Content starts

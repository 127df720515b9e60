//! Helper dispatch core
//!
//! This module assigns the nearest qualified helper to a service request and
//! escalates to the next candidate when the assignee does not finish in time.
//!
//! # Components
//!
//! - [`geo`] - haversine distance and ETA
//! - [`ranking`] - total order over eligible helpers
//! - [`assignment`] - validate, rank, claim, persist, arm
//! - [`escalation`] - per-booking timers walking the candidate snapshot
//! - [`lifecycle`] - completion, lookup, helper maintenance
//! - [`release`] - owed helper releases and their settlement
//! - [`events`] - broadcast of booking state changes
//! - [`dispatcher`] - facade over all of the above
//!
//! # Usage
//!
//! ```no_run
//! use std::sync::Arc;
//! use helper_dispatch::dispatch::{Dispatcher, EscalationConfig};
//! use helper_dispatch::models::{AssignRequest, GeoPoint};
//! use helper_dispatch::storage::{MemoryStore, Stores};
//!
//! # async fn example() -> Result<(), Box<dyn std::error::Error>> {
//! let stores = Stores::shared(Arc::new(MemoryStore::new()));
//! let dispatcher = Dispatcher::new(stores, EscalationConfig::default(), 256);
//!
//! let outcome = dispatcher
//!     .assign_helper(&AssignRequest::new("plumbing", GeoPoint::new(12.97, 77.59), "Leaking tap"))
//!     .await?;
//! println!("{}", outcome.message);
//! # Ok(())
//! # }
//! ```

pub mod assignment;
pub mod dispatcher;
pub mod error;
pub mod escalation;
pub mod events;
pub mod geo;
pub mod lifecycle;
pub mod ranking;
pub mod release;

pub use assignment::{validate_location, validate_request, AssignmentEngine, ValidRequest};
pub use dispatcher::{Dispatcher, RecoveryReport};
pub use error::{DispatchError, DispatchResult};
pub use escalation::{
    DormantReason, EscalationConfig, EscalationScheduler, StepOutcome,
    DEFAULT_ESCALATION_TIMEOUT, DEFAULT_MAX_STORE_RETRIES,
};
pub use events::{BookingEvent, EventBus, EventEnvelope};
pub use geo::{eta_minutes, haversine_km, EARTH_RADIUS_KM, MINUTES_PER_KM};
pub use lifecycle::BookingLifecycle;
pub use ranking::rank_candidates;
pub use release::{release_with_retry, settle_releases, RELEASE_ATTEMPTS};
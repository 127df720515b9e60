//! HTTP API tests driven through the router without binding a socket

mod common;

use axum::body::Body;
use axum::http::{Request, StatusCode};
use axum::Router;
use http_body_util::BodyExt;
use serde_json::{json, Value};
use tower::ServiceExt;

use common::{memory_dispatcher, plumber};
use helper_dispatch::server::{create_router, AppState};

fn router() -> Router {
    let (dispatcher, _store) = memory_dispatcher(vec![plumber("a", 0.01, 4.5)]);
    create_router(AppState::new(dispatcher))
}

async fn send(app: &Router, method: &str, uri: &str, body: Option<Value>) -> (StatusCode, Value) {
    let builder = Request::builder().method(method).uri(uri);
    let request = match body {
        Some(body) => builder
            .header("content-type", "application/json")
            .body(Body::from(body.to_string()))
            .unwrap(),
        None => builder.body(Body::empty()).unwrap(),
    };

    let response = app.clone().oneshot(request).await.unwrap();
    let status = response.status();
    let bytes = response.into_body().collect().await.unwrap().to_bytes();
    let value = if bytes.is_empty() {
        Value::Null
    } else {
        serde_json::from_slice(&bytes).unwrap()
    };
    (status, value)
}

#[tokio::test]
async fn test_health() {
    let app = router();
    let (status, body) = send(&app, "GET", "/api/health", None).await;

    assert_eq!(status, StatusCode::OK);
    assert_eq!(body["data"]["status"], "healthy");
    assert_eq!(body["data"]["active_escalations"], 0);
}

#[tokio::test]
async fn test_booking_flow() {
    let app = router();

    let (status, body) = send(
        &app,
        "POST",
        "/api/bookings",
        Some(json!({
            "serviceType": "plumbing",
            "userLocation": {"lat": 12.9716, "lng": 77.5946},
            "description": "Leaking tap",
            "userId": "user-9"
        })),
    )
    .await;
    assert_eq!(status, StatusCode::OK);
    assert_eq!(body["data"]["status"], "assigned");
    assert_eq!(body["data"]["helper"]["name"], "Helper a");
    let booking_id = body["data"]["bookingId"].as_str().unwrap().to_string();

    let (status, body) = send(&app, "GET", &format!("/api/bookings/{booking_id}"), None).await;
    assert_eq!(status, StatusCode::OK);
    assert_eq!(body["data"]["requesterId"], "user-9");
    assert_eq!(body["data"]["assignedHelperId"], "a");

    let (status, body) = send(
        &app,
        "POST",
        &format!("/api/bookings/{booking_id}/complete"),
        Some(json!({"rating": 5})),
    )
    .await;
    assert_eq!(status, StatusCode::OK);
    assert_eq!(body["data"]["message"], "Booking completed");

    let (status, body) = send(
        &app,
        "POST",
        &format!("/api/bookings/{booking_id}/complete"),
        Some(json!({"rating": 5})),
    )
    .await;
    assert_eq!(status, StatusCode::CONFLICT);
    assert_eq!(body["success"], false);
}

#[tokio::test]
async fn test_no_helpers_is_ok_response() {
    let app = router();
    let (status, body) = send(
        &app,
        "POST",
        "/api/bookings",
        Some(json!({"serviceType": "gardening", "location": {"lat": 0.0, "lng": 0.0}})),
    )
    .await;

    assert_eq!(status, StatusCode::OK);
    assert_eq!(body["data"]["status"], "no-helpers");
    assert!(body["data"]["bookingId"].is_null());
}

#[tokio::test]
async fn test_validation_errors() {
    let app = router();

    let (status, body) = send(
        &app,
        "POST",
        "/api/bookings",
        Some(json!({"serviceType": "plumbing"})),
    )
    .await;
    assert_eq!(status, StatusCode::BAD_REQUEST);
    assert_eq!(body["code"], "INVALID_REQUEST");

    let (status, _) = send(&app, "GET", "/api/bookings/nope", None).await;
    assert_eq!(status, StatusCode::NOT_FOUND);

    let (status, _) = send(
        &app,
        "PUT",
        "/api/helpers/ghost/location",
        Some(json!({"lat": 1.0, "lng": 1.0})),
    )
    .await;
    assert_eq!(status, StatusCode::NOT_FOUND);
}

#[tokio::test]
async fn test_register_and_list_helpers() {
    let app = router();

    let (status, body) = send(
        &app,
        "POST",
        "/api/helpers",
        Some(json!({
            "name": "Meena",
            "skills": ["cleaning"],
            "rating": 4.6,
            "location": {"lat": 12.9, "lng": 77.6}
        })),
    )
    .await;
    assert_eq!(status, StatusCode::CREATED);
    assert!(!body["data"]["id"].as_str().unwrap().is_empty());

    let (status, body) = send(&app, "GET", "/api/helpers?available=true", None).await;
    assert_eq!(status, StatusCode::OK);
    assert_eq!(body["data"].as_array().unwrap().len(), 2);
}
//! Returning helpers to the available pool
//!
//! Every terminal or reassigning booking write records the helper it lets go
//! of in `pending_releases` in the same compare-and-swap. The release itself
//! happens afterwards, and the entry is cleared only once the helper store
//! confirmed it. A failed release therefore stays on the booking and is
//! settled by the next completion call, escalation check or startup
//! recovery.

use std::time::Duration;

use crate::models::BookingPatch;
use crate::storage::{BookingStore, HelperStore, StoreError, StoreResult, UpdateOutcome};

/// Attempts per helper before a release is left pending
pub const RELEASE_ATTEMPTS: u32 = 3;

const RELEASE_BACKOFF: Duration = Duration::from_millis(50);

/// Clearing owed releases re-reads the booking at most this many times
const MAX_SETTLE_ATTEMPTS: usize = 5;

/// Release a helper, retrying with exponential backoff
pub async fn release_with_retry(helpers: &dyn HelperStore, helper_id: &str) -> StoreResult<()> {
    let mut delay = RELEASE_BACKOFF;
    let mut attempt = 1;

    loop {
        match helpers.release_helper(helper_id).await {
            Ok(()) => return Ok(()),
            Err(e) if attempt >= RELEASE_ATTEMPTS => return Err(e),
            Err(e) => {
                tracing::warn!(helper_id, attempt, error = %e, "Helper release failed, retrying");
                tokio::time::sleep(delay).await;
                delay *= 2;
                attempt += 1;
            }
        }
    }
}

/// Release every helper `booking_id` still owes and clear them from it
///
/// Helpers released by this call are never released twice, even when the
/// clearing write has to be retried after a concurrent booking change.
/// Returns the helpers released.
pub async fn settle_releases(
    helpers: &dyn HelperStore,
    bookings: &dyn BookingStore,
    booking_id: &str,
) -> StoreResult<Vec<String>> {
    let mut released: Vec<String> = Vec::new();

    for attempt in 1..=MAX_SETTLE_ATTEMPTS {
        let Some(booking) = bookings.read_booking(booking_id).await? else {
            return Ok(released);
        };
        if booking.pending_releases.is_empty() {
            return Ok(released);
        }

        let mut failure = None;
        for helper_id in &booking.pending_releases {
            if released.contains(helper_id) {
                continue;
            }
            match release_with_retry(helpers, helper_id).await {
                Ok(()) => released.push(helper_id.clone()),
                Err(e) => {
                    failure = Some(e);
                    break;
                }
            }
        }

        let done: Vec<String> = booking
            .pending_releases
            .iter()
            .filter(|id| released.contains(id))
            .cloned()
            .collect();

        let outcome = if done.is_empty() {
            None
        } else {
            Some(
                bookings
                    .update_booking(booking_id, booking.version, BookingPatch::settle(done))
                    .await?,
            )
        };

        if let Some(error) = failure {
            tracing::warn!(booking_id, error = %error, "Helper release left pending");
            return Err(error);
        }

        match outcome {
            Some(UpdateOutcome::VersionConflict) => {
                tracing::debug!(booking_id, attempt, "Booking changed while settling releases, retrying");
            }
            _ => return Ok(released),
        }
    }

    Err(StoreError::unavailable(format!(
        "booking '{booking_id}' kept changing while settling releases"
    )))
}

Content ends

_The task_
Using the entries above, find all lines with "MemoryStore". Copy them.

_Your solution_
//! use helper_dispatch::storage::{MemoryStore, Stores};
//! let stores = Stores::shared(Arc::new(MemoryStore::new()));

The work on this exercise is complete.